Why not have some TIPS bonds - also backed by the gov't but guaranteed to go up commensurate with inflation.

And I'd want at least some stocks. If you're super conservative (which it sounds like you are) - stick to large cap dividend paying stocks... 20-30% minimum.

Annuities - they're insurance... consider a SPIA with a COLA rider... for a portion of your investments... You have enough money to set an income floor with a fixed income annuity.

Spread it around - diversify.
 
I have a good friend who is in the same boat. His wife died two years ago and they have no children, no nieces and nephews. He has an infrequent relationship with a woman who is also wealthy and lives 100 miles away. I have talked to him about charities and university endowments but he has no interest.

(Me I have 2 kids, 5 grandkids and several charities so I will maintain my blue chip dividend-paying portfolio at 50% mix.)

But I think you should decide what is right for you.
 
If you have a big enough nest egg that an all-cash portfolio can last 30+ years, then I would say that your asset allocation doesn't really matter. An all-cash portfolio can only survive that long with a very low withdrawal rate, but in that case an all-stock portfolio, or anything in between, would also survive.
 
I'm sure the banking industry will be happy to take your money, invest it in the market and give you a paltry, but steady, portion back. The banking industry is so tightly tied to the stock market, that if a bank is going to go belly up, it usually happens when the stock market crashes so I don't see how you are lowering your risk all that much. As has been said, the only way I sleep good is a balanced portfolio, In your case, a small percentage in stocks and a small percentage in bonds would be appropriate.

They are regulated. Although these regulations don't forbid banks from investing in stock, they do limit how much banks can invest.

But they will be very happy to pay you around 2% 5 Year CD rate and lend money to Home buyers at 4-5%.

And should something go wrong Fed will save them plus save stock market. :D
 
Really? We have rental and interest income that gets taxed, but are you saying dividends aren't taxed if you have no other income?

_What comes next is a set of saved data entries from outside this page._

//! Utilities for concurrency.

use std::sync::Mutex as StdMutex;


pub use std::sync::MutexGuard;


//------------ Mutex ---------------------------------------------------------

/// A wrapper around a std read-write mutex that panics if it is poisoned.
#[derive(Debug, Default)]
pub struct Mutex<T: ?Sized>(StdMutex<T>);

impl<T> Mutex<T> {
    /// Creates a new mutex in unlocked state.
    pub fn new(t: T) -> Self {
        Mutex(StdMutex::new(t))
    }

    /// Consumes the mutex, returning the underlying data.
    ///
    /// # Panics
    ///
    /// The method panics if the lock is poisoned, i.e., if a panic occured
    /// while holding the lock.
    pub fn into_inner(self) -> T {
        self.0.into_inner().expect("acquiring a poisoned mutex")
    }
}

impl<T: ?Sized> Mutex<T> {
    /// Acquires the mutex.
    ///
    /// The current thread will be blocked until nobody else holds the mutex.
    ///
    /// # Panics
    ///
    /// The method panics if the lock is poisoned, i.e., if a panic occured
    /// while holding the lock. It may also panic if the current thread
    /// already holds the lock.
    pub fn lock(&self) -> MutexGuard<T> {
        self.0.lock().expect("acquiring a poisoned mutex")
    }
}

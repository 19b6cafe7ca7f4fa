//! The tree walker (§4.4).
//!
//! [`validate_tal`] is the entry point: it drives one trust anchor from
//! its TAL down through every certificate, manifest, CRL and signed
//! object it can reach, and collects the result into a
//! [`ValidationReport`]. ASN.1 decoding, X.509 signature verification and
//! RFC 3779 resource-extension parsing are all delegated to the `rpki`
//! crate; this module supplies the tree-recursion, the containment and
//! revocation checks threaded through it, and the dispatch from manifest
//! entry to VRP or router key.
//!
//! A failure below the trust anchor itself never aborts the whole cycle:
//! a malformed or revoked object just isn't walked into, and its siblings
//! are still processed (§4.4, §7). Only a failure to validate the trust
//! anchor certificate against its TAL abandons that TA's tree entirely --
//! and even then, a TAL naming several URIs is tried in order until one
//! works.

use bytes::Bytes;
use log::{debug, warn};
use rpki::repository::cert::{Cert, KeyUsage, ResourceCert};
use rpki::repository::crl::Crl;
use rpki::repository::manifest::{Manifest, ManifestHash};
use rpki::repository::sigobj::SignedObject;
use rpki::repository::tal::{Tal, TalUri};
use rpki::repository::x509::ValidationError as CertError;
use rpki::uri;
use crate::config::{Config, FilterPolicy};
use crate::payload::ValidationReport;
use crate::resources::{self, ResourceSet};
use crate::state::{PubKeyState, ValidationState};
use crate::store::{Store, UriRef};

mod roa;
mod router_key;

/// Manifests with more entries than this get their CRL's revoked-serial
/// list cached up front rather than re-scanned for every entry (mirrors
/// the cutoff the `rpki` crate's own CRL type exposes the knob for).
const CRL_CACHE_LIMIT: usize = 50;


//------------ validate_tal ----------------------------------------------------

/// Validates one trust anchor and returns everything found under it.
///
/// Tries each URI the TAL names, in order, until one yields a trust
/// anchor certificate whose key matches the TAL and whose tree can be
/// walked. If none do, the returned report is empty.
pub fn validate_tal(tal: &Tal, store: &Store, config: &Config) -> ValidationReport {
    let mut report = ValidationReport::new();
    for tal_uri in tal.uris() {
        let mut state = ValidationState::prepare();
        let ok = validate_ta(tal_uri, tal, store, config, &mut state, &mut report);
        state.destroy();
        if ok {
            return report
        }
    }
    warn!("{}: no usable trust anchor certificate found.", tal.info().name());
    report
}

fn tal_uri_ref(uri: &TalUri) -> UriRef {
    match uri {
        TalUri::Rsync(uri) => UriRef::Rsync(uri.clone()),
        TalUri::Https(uri) => UriRef::Https(uri.clone()),
    }
}

fn validate_ta(
    tal_uri: &TalUri, tal: &Tal, store: &Store, config: &Config,
    state: &mut ValidationState, report: &mut ValidationReport,
) -> bool {
    let bytes = match store.load(&tal_uri_ref(tal_uri)) {
        Ok(bytes) => bytes,
        Err(err) => {
            debug!("{}: {}.", tal_uri, err);
            return false
        }
    };
    let cert = match Cert::decode(bytes) {
        Ok(cert) => cert,
        Err(_) => {
            warn!("{}: failed to decode trust anchor certificate.", tal_uri);
            return false
        }
    };
    if cert.subject_public_key_info() != tal.key_info() {
        warn!("{}: key does not match TAL.", tal_uri);
        state.set_pubkey_state(PubKeyState::Invalid);
        return false
    }
    state.set_pubkey_state(PubKeyState::Valid);

    let resolved = resources::parse_cert_resources(&cert);

    let cert = match cert.validate_ta(tal.info().clone(), config.strict) {
        Ok(cert) => cert,
        Err(_) => {
            warn!("{}: trust anchor certificate failed to validate.", tal_uri);
            return false
        }
    };

    let resources = match resolved {
        resources::Resolved::Inherit => {
            warn!("{}: trust anchor certificate inherits its resources.", tal_uri);
            return false
        }
        resources::Resolved::Set(set) => set,
    };

    if state.push_cert(cert, resources, true).is_err() {
        return false
    }
    debug!("{}: trust anchor valid, walking its tree.", tal_uri);
    walk_point(store, config, state, report);
    state.pop_cert();
    true
}


//------------ walking a single publication point -------------------------------

/// Fetches and processes the manifest, CRL and children of the
/// certificate currently on top of `state`.
fn walk_point(
    store: &Store, config: &Config,
    state: &mut ValidationState, report: &mut ValidationReport,
) {
    let cert = state.peek_cert().expect("walk_point needs a current certificate").clone();

    let manifest_uri = match cert.rpki_manifest() {
        Some(uri) => uri.clone(),
        None => {
            warn!("certificate has no manifest URI, its subtree is unreachable.");
            return
        }
    };
    let ca_repository = match cert.ca_repository() {
        Some(uri) => uri.clone(),
        None => {
            warn!("{}: issuing certificate has no repository URI.", manifest_uri);
            return
        }
    };

    let bytes = match store.load(&UriRef::Rsync(manifest_uri.clone())) {
        Ok(bytes) => bytes,
        Err(err) => {
            warn!("{}: {}.", manifest_uri, err);
            return
        }
    };
    let manifest = match Manifest::decode(bytes, config.strict) {
        Ok(manifest) => manifest,
        Err(_) => {
            warn!("{}: failed to decode manifest.", manifest_uri);
            return
        }
    };
    let (ee_cert, content) = match manifest.validate(&cert, config.strict) {
        Ok(parts) => parts,
        Err(_) => {
            warn!("{}: manifest failed to validate.", manifest_uri);
            return
        }
    };
    if content.is_stale() && !apply_stale_policy(config.stale_manifest, "manifest", &manifest_uri) {
        return
    }

    let crl_uri = match ee_cert.crl_uri() {
        Some(uri) if uri.ends_with(".crl") => uri.clone(),
        _ => {
            warn!("{}: manifest EE certificate names no CRL.", manifest_uri);
            return
        }
    };

    let mut crl_bytes = None;
    for entry in content.iter() {
        let (file, hash) = entry.into_pair();
        if !file.ends_with(b".crl") {
            continue
        }
        let uri = match ca_repository.join(&file) {
            Ok(uri) => uri,
            Err(_) => {
                warn!("{}: illegal file name on manifest.", manifest_uri);
                continue
            }
        };
        if uri != crl_uri {
            warn!("{}: unexpected CRL {} listed on manifest.", manifest_uri, uri);
            continue
        }
        let bytes = match store.load(&UriRef::Rsync(uri.clone())) {
            Ok(bytes) => bytes,
            Err(err) => {
                warn!("{}: {}.", uri, err);
                continue
            }
        };
        if ManifestHash::new(hash, content.file_hash_alg()).verify(&bytes).is_err() {
            warn!("{}: manifest hash mismatch.", uri);
            continue
        }
        crl_bytes = Some(bytes);
    }
    let crl_bytes = match crl_bytes {
        Some(bytes) => bytes,
        None => {
            warn!("{}: CRL not found on manifest.", manifest_uri);
            return
        }
    };
    let mut crl = match Crl::decode(crl_bytes) {
        Ok(crl) => crl,
        Err(_) => {
            warn!("{}: CRL failed to decode.", crl_uri);
            return
        }
    };
    if crl.validate(cert.subject_public_key_info()).is_err() {
        warn!("{}: CRL failed to validate.", crl_uri);
        return
    }
    if crl.is_stale() && !apply_stale_policy(config.stale_manifest, "CRL", &crl_uri) {
        return
    }
    if content.len() > CRL_CACHE_LIMIT {
        crl.cache_serials();
    }
    if crl.contains(ee_cert.serial_number()) {
        warn!("{}: manifest EE certificate has been revoked.", manifest_uri);
        return
    }

    let parent_resources = state.peek_resources()
        .expect("walk_point needs a current resource set").clone();

    for entry in content.iter() {
        let (file, hash) = entry.into_pair();
        if file.ends_with(b".crl") {
            continue
        }
        let uri = match ca_repository.join(&file) {
            Ok(uri) => uri,
            Err(_) => {
                warn!("{}: illegal file name on manifest.", manifest_uri);
                continue
            }
        };
        let bytes = match store.load(&UriRef::Rsync(uri.clone())) {
            Ok(bytes) => bytes,
            Err(err) => {
                warn!("{}: {}.", uri, err);
                continue
            }
        };
        if ManifestHash::new(hash, content.file_hash_alg()).verify(&bytes).is_err() {
            warn!("{}: manifest hash mismatch, object skipped.", uri);
            continue
        }
        dispatch(
            &uri, bytes, store, config, state, report,
            &crl_uri, &crl, &parent_resources,
        );
    }
}

fn apply_stale_policy(policy: FilterPolicy, what: &str, uri: &impl std::fmt::Display) -> bool {
    match policy {
        FilterPolicy::Reject => {
            warn!("{}: {} is stale, rejected.", uri, what);
            false
        }
        FilterPolicy::Warn => {
            warn!("{}: {} is stale.", uri, what);
            true
        }
        FilterPolicy::Accept => true,
    }
}

/// Checks a certificate's CRL URI against the manifest's registered CRL
/// and its serial number against the CRL's revocation list.
fn check_crl(cert: &Cert, crl_uri: &uri::Rsync, crl: &Crl) -> Result<(), CertError> {
    match cert.crl_uri() {
        Some(uri) if uri == crl_uri => {}
        _ => return Err(CertError),
    }
    if crl.contains(cert.serial_number()) {
        return Err(CertError)
    }
    Ok(())
}

#[allow(clippy::too_many_arguments)]
fn dispatch(
    uri: &uri::Rsync, bytes: Bytes, store: &Store, config: &Config,
    state: &mut ValidationState, report: &mut ValidationReport,
    crl_uri: &uri::Rsync, crl: &Crl, parent_resources: &ResourceSet,
) {
    let uri_ref = UriRef::Rsync(uri.clone());
    if uri.ends_with(".cer") {
        process_cer(uri, &uri_ref, bytes, store, config, state, report, crl_uri, crl, parent_resources);
    }
    else if uri.ends_with(".roa") {
        let issuer = state.peek_cert().expect("certificate on chain").clone();
        roa::process(bytes, &issuer, crl_uri, crl, config, report, &uri_ref);
    }
    else if uri.ends_with(".gbr") {
        let issuer = state.peek_cert().expect("certificate on chain").clone();
        process_gbr(&uri_ref, bytes, &issuer, crl_uri, crl, config);
    }
    else {
        warn!("{}: unrecognized object type, skipped.", uri);
    }
}

#[allow(clippy::too_many_arguments)]
fn process_cer(
    uri: &uri::Rsync, uri_ref: &UriRef, bytes: Bytes, store: &Store, config: &Config,
    state: &mut ValidationState, report: &mut ValidationReport,
    crl_uri: &uri::Rsync, crl: &Crl, parent_resources: &ResourceSet,
) {
    let cert = match Cert::decode(bytes) {
        Ok(cert) => cert,
        Err(_) => {
            warn!("{}: failed to decode certificate.", uri);
            return
        }
    };
    if cert.key_usage() == KeyUsage::Ca {
        process_ca(uri, cert, store, config, state, report, crl_uri, crl, parent_resources);
    }
    else {
        let issuer = state.peek_cert().expect("certificate on chain").clone();
        router_key::process(
            cert, &issuer, parent_resources, crl_uri, crl, config, report, uri_ref,
        );
    }
}

#[allow(clippy::too_many_arguments)]
fn process_ca(
    uri: &uri::Rsync, cert: Cert, store: &Store, config: &Config,
    state: &mut ValidationState, report: &mut ValidationReport,
    crl_uri: &uri::Rsync, crl: &Crl, parent_resources: &ResourceSet,
) {
    if state.chain_contains(&cert) {
        warn!("{}: certificate loop detected, skipped.", uri);
        return
    }
    let resolved = resources::parse_cert_resources(&cert);
    let issuer = state.peek_cert().expect("certificate on chain").clone();
    let cert = match cert.validate_ca(&issuer, config.strict) {
        Ok(cert) => cert,
        Err(_) => {
            warn!("{}: CA certificate failed to validate.", uri);
            return
        }
    };
    if check_crl(&cert, crl_uri, crl).is_err() {
        warn!("{}: CA certificate has been revoked.", uri);
        return
    }
    let resources = resolved.resolve(parent_resources);
    if !parent_resources.contains(&resources) {
        warn!("{}: CA certificate over-claims its issuer's resources.", uri);
        return
    }

    state.push_cert(cert, resources, false)
        .expect("push_cert only rejects empty trust anchors");
    walk_point(store, config, state, report);
    state.pop_cert();
}

fn process_gbr(
    uri: &UriRef, bytes: Bytes, issuer: &ResourceCert,
    crl_uri: &uri::Rsync, crl: &Crl, config: &Config,
) {
    let obj = match SignedObject::decode(bytes, config.strict) {
        Ok(obj) => obj,
        Err(_) => {
            warn!("{}: failed to decode ghostbusters record.", uri);
            return
        }
    };
    match obj.process(issuer, config.strict, |cert| check_crl(cert, crl_uri, crl)) {
        Ok(_) => debug!("{}: ghostbusters record validated.", uri),
        Err(_) => warn!("{}: ghostbusters record failed to validate.", uri),
    }
}


#[cfg(test)]
mod test {
    use super::*;

    /// The Open Question (a) resolution (SPEC_FULL.md §9): a stale
    /// manifest or CRL is rejected, warned-and-kept, or silently
    /// accepted depending on `Config::stale_manifest`.
    #[test]
    fn stale_policy_reject_invalidates() {
        assert!(!apply_stale_policy(FilterPolicy::Reject, "manifest", &"rsync://test/a.mft"));
    }

    #[test]
    fn stale_policy_warn_keeps_the_object() {
        assert!(apply_stale_policy(FilterPolicy::Warn, "manifest", &"rsync://test/a.mft"));
    }

    #[test]
    fn stale_policy_accept_keeps_the_object() {
        assert!(apply_stale_policy(FilterPolicy::Accept, "CRL", &"rsync://test/a.crl"));
    }
}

Qualified dividends have the same tax treatment as long term capital gains, 0% tax up to the top of the 15% tax bracket. You only start to pay taxes on them once your total income exceeds the top of the 15% tax bracket. The portion of it that exceeds.
 
To me financial situation where one has enough and does not have to to look at where is market again is:

Enough equities so that dividend yield is all one needs plus 3 years of dividends in cash.